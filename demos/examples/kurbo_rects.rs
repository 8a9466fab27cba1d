// Copyright 2026 the Spacefill Authors
// SPDX-License-Identifier: Apache-2.0 OR MIT

//! Indexes a small scene of named kurbo rectangles and reports which of them
//! intersect a viewport. Client geometry only needs to implement `Bounded`.

use kurbo::Rect;
use spacefill_rtree::{Bounded, Bounding, OverlapKeeper, Tree};

struct Region {
    name: &'static str,
    rect: Rect,
}

impl Region {
    fn new(name: &'static str, rect: Rect) -> Self {
        Self { name, rect }
    }
}

impl Bounded for Region {
    fn bounds(&self) -> Bounding {
        Bounding::new(&[self.rect.x0, self.rect.y0], &[self.rect.x1, self.rect.y1])
    }
}

fn main() {
    let scene = [
        Region::new("toolbar", Rect::new(0.0, 0.0, 800.0, 40.0)),
        Region::new("sidebar", Rect::new(0.0, 40.0, 200.0, 600.0)),
        Region::new("canvas", Rect::new(200.0, 40.0, 800.0, 600.0)),
        Region::new("inspector", Rect::new(620.0, 40.0, 800.0, 600.0)),
        Region::new("status", Rect::new(0.0, 600.0, 800.0, 620.0)),
        Region::new("tooltip", Rect::new(340.0, 180.0, 480.0, 220.0)),
        Region::new("dialog", Rect::new(300.0, 150.0, 500.0, 450.0)),
        Region::new("offscreen", Rect::new(900.0, 0.0, 1100.0, 200.0)),
    ];

    let mut tree = Tree::new();
    for region in scene {
        tree.insert(region).expect("2D regions use the default pivot");
    }

    let viewport = Bounding::new(&[250.0, 100.0], &[600.0, 500.0]);
    let mut keeper = OverlapKeeper::new(viewport);
    tree.search(&mut keeper);

    println!("{} of {} regions intersect the viewport:", keeper.items.len(), tree.len());
    for region in &keeper.items {
        println!("  {:10} {:?}", region.name, region.rect);
    }
}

§ Problem description:
Go through the entries and return each line where the word "regions" occurs.

§ Result below:
        tree.insert(region).expect("2D regions use the default pivot");
    println!("{} of {} regions intersect the viewport:", keeper.items.len(), tree.len());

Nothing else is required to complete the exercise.